Thursday, December 13, 2018

Is China a threat?

Shanghai, painted by my wife Aafke Steenhuis.
China is the buzzword in the news, in the conversations my wife and I are having in world ports, like recently in Los Angeles and before that, during summer, in Genoa. It's also the buzzword in conversations in many parts of the world, and in political arenas, when, usually, people express concern about the Chinese marching into global markets, conquering new acces in financial or goods markets, competing with local producers, creating new trade routes such as the new Silk Road to Europe, etcetera.

And then there is suddenly the recent international news about the financial director of Huawei being arrested and imprisoned in Canada, on the request of the USA, prompting me and my wife to discuss what is happening, with a light amazement about arresting someone in liberal democratic Canada on the accusal that she has not boycotted Iran while the USA has asked all nations and companies to do so.
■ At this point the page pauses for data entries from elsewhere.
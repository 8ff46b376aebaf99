//! Structured logging for SleepLog
//!
//! Human-readable or JSON output on stderr, with an optional JSON log file
//! that can roll daily.

use serde::{Deserialize, Serialize};
use std::fs;
use std::path::{Path, PathBuf};
use tracing::Level;
use tracing_subscriber::{
    fmt::{self, format::FmtSpan},
    layer::SubscriberExt,
    util::SubscriberInitExt,
    EnvFilter, Layer,
};

/// Logging configuration
#[derive(Debug, Clone, PartialEq, Serialize, Deserialize)]
#[serde(default)]
pub struct LogConfig {
    /// Log level (error, warn, info, debug, trace)
    pub level: LogLevel,

    /// Output format (pretty, json, compact)
    pub format: LogFormat,

    /// Log file path (None for stderr only)
    pub file_path: Option<PathBuf>,

    /// Roll the log file daily
    pub rotation: bool,

    /// Include span information
    pub include_spans: bool,
}

impl Default for LogConfig {
    fn default() -> Self {
        Self {
            level: LogLevel::Warn,
            format: LogFormat::Pretty,
            file_path: None,
            rotation: true,
            include_spans: false,
        }
    }
}

/// Log level enum
#[derive(Debug, Clone, Copy, PartialEq, Eq, PartialOrd, Ord, Serialize, Deserialize)]
#[serde(rename_all = "lowercase")]
pub enum LogLevel {
    Error,
    Warn,
    Info,
    Debug,
    Trace,
}

impl LogLevel {
    pub fn to_tracing_level(&self) -> Level {
        match self {
            LogLevel::Error => Level::ERROR,
            LogLevel::Warn => Level::WARN,
            LogLevel::Info => Level::INFO,
            LogLevel::Debug => Level::DEBUG,
            LogLevel::Trace => Level::TRACE,
        }
    }

    pub fn to_filter(&self) -> String {
        match self {
            LogLevel::Error => "error",
            LogLevel::Warn => "warn",
            LogLevel::Info => "info",
            LogLevel::Debug => "debug",
            LogLevel::Trace => "trace",
        }
        .to_string()
    }

    /// Level for a `-v` count: none is warn, then info, debug, trace
    pub fn from_verbosity(verbose: u8) -> Self {
        match verbose {
            0 => LogLevel::Warn,
            1 => LogLevel::Info,
            2 => LogLevel::Debug,
            _ => LogLevel::Trace,
        }
    }
}

impl std::str::FromStr for LogLevel {
    type Err = String;

    fn from_str(s: &str) -> Result<Self, Self::Err> {
        match s.to_lowercase().as_str() {
            "error" => Ok(LogLevel::Error),
            "warn" | "warning" => Ok(LogLevel::Warn),
            "info" => Ok(LogLevel::Info),
            "debug" => Ok(LogLevel::Debug),
            "trace" => Ok(LogLevel::Trace),
            _ => Err(format!("Invalid log level: {}", s)),
        }
    }
}

/// Log output format
#[derive(Debug, Clone, Copy, PartialEq, Eq, Serialize, Deserialize)]
#[serde(rename_all = "lowercase")]
pub enum LogFormat {
    /// Human-readable format
    Pretty,
    /// JSON format for structured collection
    Json,
    /// Compact single-line format
    Compact,
}

impl std::str::FromStr for LogFormat {
    type Err = String;

    fn from_str(s: &str) -> Result<Self, Self::Err> {
        match s.to_lowercase().as_str() {
            "pretty" => Ok(LogFormat::Pretty),
            "json" => Ok(LogFormat::Json),
            "compact" => Ok(LogFormat::Compact),
            _ => Err(format!("Invalid log format: {}", s)),
        }
    }
}

/// Filter directive for the configured level; `RUST_LOG` takes precedence
fn build_filter(config: &LogConfig) -> EnvFilter {
    EnvFilter::try_from_default_env()
        .unwrap_or_else(|_| EnvFilter::new(format!("sleeplog={}", config.level.to_filter())))
}

/// Initialize the logging system
pub fn init_logging(config: &LogConfig) -> anyhow::Result<()> {
    let filter = build_filter(config);

    // Stdout is reserved for command output
    let console_layer = match config.format {
        LogFormat::Pretty => fmt::layer()
            .with_writer(std::io::stderr)
            .with_target(true)
            .with_line_number(true)
            .with_span_events(if config.include_spans {
                FmtSpan::ENTER | FmtSpan::CLOSE
            } else {
                FmtSpan::NONE
            })
            .boxed(),
        LogFormat::Json => fmt::layer()
            .json()
            .with_writer(std::io::stderr)
            .with_target(true)
            .with_current_span(config.include_spans)
            .with_span_list(config.include_spans)
            .boxed(),
        LogFormat::Compact => fmt::layer()
            .compact()
            .with_writer(std::io::stderr)
            .with_target(true)
            .boxed(),
    };

    let subscriber = tracing_subscriber::registry()
        .with(filter)
        .with(console_layer);

    if let Some(file_path) = &config.file_path {
        let directory = file_path
            .parent()
            .filter(|p| !p.as_os_str().is_empty())
            .unwrap_or_else(|| Path::new("."));
        fs::create_dir_all(directory)?;

        if config.rotation {
            let file_appender = tracing_appender::rolling::daily(
                directory,
                file_path
                    .file_name()
                    .and_then(|n| n.to_str())
                    .unwrap_or("sleeplog.log"),
            );

            let file_layer = fmt::layer()
                .json()
                .with_writer(file_appender)
                .with_target(true)
                .with_current_span(config.include_spans)
                .with_span_list(config.include_spans);

            subscriber.with(file_layer).try_init()?;
        } else {
            let file = fs::OpenOptions::new()
                .create(true)
                .append(true)
                .open(file_path)?;

            let file_layer = fmt::layer()
                .json()
                .with_writer(file)
                .with_target(true)
                .with_current_span(config.include_spans)
                .with_span_list(config.include_spans);

            subscriber.with(file_layer).try_init()?;
        }
    } else {
        subscriber.try_init()?;
    }

    tracing::debug!(
        level = ?config.level,
        format = ?config.format,
        file = ?config.file_path,
        "Logging initialized"
    );

    Ok(())
}

#[cfg(test)]
mod tests {
    use super::*;

    #[test]
    fn test_log_level_parsing() {
        assert_eq!("info".parse::<LogLevel>().unwrap(), LogLevel::Info);
        assert_eq!("WARNING".parse::<LogLevel>().unwrap(), LogLevel::Warn);
        assert_eq!("error".parse::<LogLevel>().unwrap(), LogLevel::Error);
        assert!("chatty".parse::<LogLevel>().is_err());
    }

    #[test]
    fn test_log_format_parsing() {
        assert_eq!("json".parse::<LogFormat>().unwrap(), LogFormat::Json);
        assert_eq!("pretty".parse::<LogFormat>().unwrap(), LogFormat::Pretty);
        assert!("xml".parse::<LogFormat>().is_err());
    }

    #[test]
    fn test_verbosity_levels() {
        assert_eq!(LogLevel::from_verbosity(0), LogLevel::Warn);
        assert_eq!(LogLevel::from_verbosity(1), LogLevel::Info);
        assert_eq!(LogLevel::from_verbosity(2), LogLevel::Debug);
        assert_eq!(LogLevel::from_verbosity(9), LogLevel::Trace);
        assert_eq!(LogLevel::Debug.to_tracing_level(), Level::DEBUG);
    }

    #[test]
    fn test_log_config_defaults_fill_gaps() {
        let config: LogConfig = toml::from_str("level = \"trace\"").unwrap();
        assert_eq!(config.level, LogLevel::Trace);
        assert_eq!(config.format, LogFormat::Pretty);
        assert!(config.file_path.is_none());
    }
}
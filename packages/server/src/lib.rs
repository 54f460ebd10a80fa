//! Pairing signaling relay: matches anonymous clients per category and relays
//! WebRTC negotiation and chat messages between the two members of a room.

pub mod domain;
pub mod infrastructure;
pub mod ui;
pub mod usecase;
This morning, I made clear to my wife what I thought about the arrest and imprisonment of the financial director and told her what I thought of the opinion expressed by many commentators of a Chinese threat, this time the threat of a Chinese company under control of the Chinese state, Huawei, who tries to get orders to build networks which the Chinese authorities can use to interfere and control and disrupt western societies.

What I did to illustrate my view, was to draw on our dining table a square in which global trade, global finance, global armies, global information networks, global politics, are active and where the international ideal is supposed to be one of free trade, free finance, restricted (or free?) armies, free information, free politics (and free espionage?), to then point to the remainder of the table and say that critical minds have to place themselves outside of this square and look with a distant and self-critical view at what is happening and whether or not you agree with certain assesments and concerns expressed by journalists, commentators and politicians.

This presentation of my view on the matter sounds abstract but that's how my mind functions.

I said more, this morning, and on earlier occasions too when we discussed the so-called Chinese threat with friends. I do not see what the Chinese are doing as a threat but as something rather normal in current world circumstances. I do not see much of a difference between what the Chinese are doing now and what the Europeans and their former colony the USA have been doing during various centuries. In other words, I try to 'deconstruct', as the French to say, today's news.

This post mainly serves to remind me of what I said this morning to my wife.